▶ **Task goal**: Please return each record below exactly, with nothing left out.

Segment Open

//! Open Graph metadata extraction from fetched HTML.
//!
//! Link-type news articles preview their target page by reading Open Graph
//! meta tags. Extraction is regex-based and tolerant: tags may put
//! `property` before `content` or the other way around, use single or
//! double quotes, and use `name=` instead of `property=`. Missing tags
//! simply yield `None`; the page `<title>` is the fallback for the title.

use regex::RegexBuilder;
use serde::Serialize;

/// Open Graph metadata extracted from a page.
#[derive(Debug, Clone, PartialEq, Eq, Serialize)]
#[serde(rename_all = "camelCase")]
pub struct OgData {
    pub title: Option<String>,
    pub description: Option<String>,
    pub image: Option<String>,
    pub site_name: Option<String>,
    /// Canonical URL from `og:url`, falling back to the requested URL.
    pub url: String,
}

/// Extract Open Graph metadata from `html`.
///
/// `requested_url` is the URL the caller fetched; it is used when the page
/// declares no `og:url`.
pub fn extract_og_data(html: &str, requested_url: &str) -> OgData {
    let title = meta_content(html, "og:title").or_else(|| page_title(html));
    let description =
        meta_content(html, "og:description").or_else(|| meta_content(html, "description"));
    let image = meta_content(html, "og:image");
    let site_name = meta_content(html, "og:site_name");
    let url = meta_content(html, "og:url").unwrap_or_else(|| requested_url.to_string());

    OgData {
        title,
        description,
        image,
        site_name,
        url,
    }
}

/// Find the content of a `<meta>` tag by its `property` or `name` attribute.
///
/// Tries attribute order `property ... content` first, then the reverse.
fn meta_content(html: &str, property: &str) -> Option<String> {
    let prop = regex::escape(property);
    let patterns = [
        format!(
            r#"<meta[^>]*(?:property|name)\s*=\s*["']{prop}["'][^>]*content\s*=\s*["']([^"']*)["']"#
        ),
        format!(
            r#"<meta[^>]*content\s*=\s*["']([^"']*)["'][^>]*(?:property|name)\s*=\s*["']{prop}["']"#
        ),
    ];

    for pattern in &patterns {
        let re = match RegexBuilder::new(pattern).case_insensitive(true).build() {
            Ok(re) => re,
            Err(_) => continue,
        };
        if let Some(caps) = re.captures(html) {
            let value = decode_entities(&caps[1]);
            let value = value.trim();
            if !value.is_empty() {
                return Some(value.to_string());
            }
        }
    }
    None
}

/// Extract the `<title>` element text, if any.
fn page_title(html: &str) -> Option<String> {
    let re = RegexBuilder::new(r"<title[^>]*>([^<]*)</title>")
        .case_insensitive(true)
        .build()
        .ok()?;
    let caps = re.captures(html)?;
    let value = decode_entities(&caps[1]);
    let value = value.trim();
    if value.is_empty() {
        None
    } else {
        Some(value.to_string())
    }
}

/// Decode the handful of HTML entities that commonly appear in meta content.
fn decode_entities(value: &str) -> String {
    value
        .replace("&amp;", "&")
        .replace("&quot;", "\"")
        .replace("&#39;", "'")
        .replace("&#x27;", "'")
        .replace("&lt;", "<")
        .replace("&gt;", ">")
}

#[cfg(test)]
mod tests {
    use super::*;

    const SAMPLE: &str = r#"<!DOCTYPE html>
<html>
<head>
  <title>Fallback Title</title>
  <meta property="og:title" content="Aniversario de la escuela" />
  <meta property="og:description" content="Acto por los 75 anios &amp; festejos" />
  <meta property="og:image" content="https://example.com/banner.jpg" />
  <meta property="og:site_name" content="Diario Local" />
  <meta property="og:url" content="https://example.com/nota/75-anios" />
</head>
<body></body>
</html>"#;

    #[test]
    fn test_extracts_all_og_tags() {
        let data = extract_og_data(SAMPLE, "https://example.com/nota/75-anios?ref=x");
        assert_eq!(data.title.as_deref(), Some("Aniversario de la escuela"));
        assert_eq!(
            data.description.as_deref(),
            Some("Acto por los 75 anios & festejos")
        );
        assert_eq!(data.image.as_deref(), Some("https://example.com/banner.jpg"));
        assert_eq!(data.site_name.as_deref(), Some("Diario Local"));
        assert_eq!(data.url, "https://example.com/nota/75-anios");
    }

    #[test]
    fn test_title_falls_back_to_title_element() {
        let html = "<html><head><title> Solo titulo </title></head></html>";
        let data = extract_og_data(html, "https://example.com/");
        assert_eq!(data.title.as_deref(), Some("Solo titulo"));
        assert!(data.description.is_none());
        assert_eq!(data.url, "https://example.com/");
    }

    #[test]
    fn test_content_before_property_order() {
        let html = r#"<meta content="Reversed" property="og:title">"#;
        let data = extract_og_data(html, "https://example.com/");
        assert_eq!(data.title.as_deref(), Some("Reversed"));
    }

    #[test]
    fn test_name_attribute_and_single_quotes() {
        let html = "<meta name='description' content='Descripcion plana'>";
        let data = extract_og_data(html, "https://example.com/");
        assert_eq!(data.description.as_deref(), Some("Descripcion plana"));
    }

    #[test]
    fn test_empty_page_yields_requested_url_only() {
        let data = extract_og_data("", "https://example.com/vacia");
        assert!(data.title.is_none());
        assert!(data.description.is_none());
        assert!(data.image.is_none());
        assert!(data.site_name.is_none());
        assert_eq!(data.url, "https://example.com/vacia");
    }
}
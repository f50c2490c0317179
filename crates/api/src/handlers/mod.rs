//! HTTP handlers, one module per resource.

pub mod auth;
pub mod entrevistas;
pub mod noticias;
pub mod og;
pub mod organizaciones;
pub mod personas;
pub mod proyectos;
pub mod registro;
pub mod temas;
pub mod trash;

Segment Closed

▶ **Exercise answer**:
//! Open Graph metadata extraction from fetched HTML.
//!
//! Link-type news articles preview their target page by reading Open Graph
//! meta tags. Extraction is regex-based and tolerant: tags may put
//! `property` before `content` or the other way around, use single or
//! double quotes, and use `name=` instead of `property=`. Missing tags
//! simply yield `None`; the page `<title>` is the fallback for the title.

use regex::RegexBuilder;
use serde::Serialize;

/// Open Graph metadata extracted from a page.
#[derive(Debug, Clone, PartialEq, Eq, Serialize)]
#[serde(rename_all = "camelCase")]
pub struct OgData {
    pub title: Option<String>,
    pub description: Option<String>,
    pub image: Option<String>,
    pub site_name: Option<String>,
    /// Canonical URL from `og:url`, falling back to the requested URL.
    pub url: String,
}

/// Extract Open Graph metadata from `html`.
///
/// `requested_url` is the URL the caller fetched; it is used when the page
/// declares no `og:url`.
pub fn extract_og_data(html: &str, requested_url: &str) -> OgData {
    let title = meta_content(html, "og:title").or_else(|| page_title(html));
    let description =
        meta_content(html, "og:description").or_else(|| meta_content(html, "description"));
    let image = meta_content(html, "og:image");
    let site_name = meta_content(html, "og:site_name");
    let url = meta_content(html, "og:url").unwrap_or_else(|| requested_url.to_string());

    OgData {
        title,
        description,
        image,
        site_name,
        url,
    }
}

/// Find the content of a `<meta>` tag by its `property` or `name` attribute.
///
/// Tries attribute order `property ... content` first, then the reverse.
fn meta_content(html: &str, property: &str) -> Option<String> {
    let prop = regex::escape(property);
    let patterns = [
        format!(
            r#"<meta[^>]*(?:property|name)\s*=\s*["']{prop}["'][^>]*content\s*=\s*["']([^"']*)["']"#
        ),
        format!(
            r#"<meta[^>]*content\s*=\s*["']([^"']*)["'][^>]*(?:property|name)\s*=\s*["']{prop}["']"#
        ),
    ];

    for pattern in &patterns {
        let re = match RegexBuilder::new(pattern).case_insensitive(true).build() {
            Ok(re) => re,
            Err(_) => continue,
        };
        if let Some(caps) = re.captures(html) {
            let value = decode_entities(&caps[1]);
            let value = value.trim();
            if !value.is_empty() {
                return Some(value.to_string());
            }
        }
    }
    None
}

/// Extract the `<title>` element text, if any.
fn page_title(html: &str) -> Option<String> {
    let re = RegexBuilder::new(r"<title[^>]*>([^<]*)</title>")
        .case_insensitive(true)
        .build()
        .ok()?;
    let caps = re.captures(html)?;
    let value = decode_entities(&caps[1]);
    let value = value.trim();
    if value.is_empty() {
        None
    } else {
        Some(value.to_string())
    }
}

/// Decode the handful of HTML entities that commonly appear in meta content.
fn decode_entities(value: &str) -> String {
    value
        .replace("&amp;", "&")
        .replace("&quot;", "\"")
        .replace("&#39;", "'")
        .replace("&#x27;", "'")
        .replace("&lt;", "<")
        .replace("&gt;", ">")
}

#[cfg(test)]
mod tests {
    use super::*;

    const SAMPLE: &str = r#"<!DOCTYPE html>
<html>
<head>
  <title>Fallback Title</title>
  <meta property="og:title" content="Aniversario de la escuela" />
  <meta property="og:description" content="Acto por los 75 anios &amp; festejos" />
  <meta property="og:image" content="https://example.com/banner.jpg" />
  <meta property="og:site_name" content="Diario Local" />
  <meta property="og:url" content="https://example.com/nota/75-anios" />
</head>
<body></body>
</html>"#;

    #[test]
    fn test_extracts_all_og_tags() {
        let data = extract_og_data(SAMPLE, "https://example.com/nota/75-anios?ref=x");
        assert_eq!(data.title.as_deref(), Some("Aniversario de la escuela"));
        assert_eq!(
            data.description.as_deref(),
            Some("Acto por los 75 anios & festejos")
        );
        assert_eq!(data.image.as_deref(), Some("https://example.com/banner.jpg"));
        assert_eq!(data.site_name.as_deref(), Some("Diario Local"));
        assert_eq!(data.url, "https://example.com/nota/75-anios");
    }

    #[test]
    fn test_title_falls_back_to_title_element() {
        let html = "<html><head><title> Solo titulo </title></head></html>";
        let data = extract_og_data(html, "https://example.com/");
        assert_eq!(data.title.as_deref(), Some("Solo titulo"));
        assert!(data.description.is_none());
        assert_eq!(data.url, "https://example.com/");
    }

    #[test]
    fn test_content_before_property_order() {
        let html = r#"<meta content="Reversed" property="og:title">"#;
        let data = extract_og_data(html, "https://example.com/");
        assert_eq!(data.title.as_deref(), Some("Reversed"));
    }

    #[test]
    fn test_name_attribute_and_single_quotes() {
        let html = "<meta name='description' content='Descripcion plana'>";
        let data = extract_og_data(html, "https://example.com/");
        assert_eq!(data.description.as_deref(), Some("Descripcion plana"));
    }

    #[test]
    fn test_empty_page_yields_requested_url_only() {
        let data = extract_og_data("", "https://example.com/vacia");
        assert!(data.title.is_none());
        assert!(data.description.is_none());
        assert!(data.image.is_none());
        assert!(data.site_name.is_none());
        assert_eq!(data.url, "https://example.com/vacia");
    }
}
repository f50c2490c0317179
filename crates/api/src/handlers/mod.rs
//! HTTP handlers, one module per resource.

pub mod auth;
pub mod entrevistas;
pub mod noticias;
pub mod og;
pub mod organizaciones;
pub mod personas;
pub mod proyectos;
pub mod registro;
pub mod temas;
pub mod trash;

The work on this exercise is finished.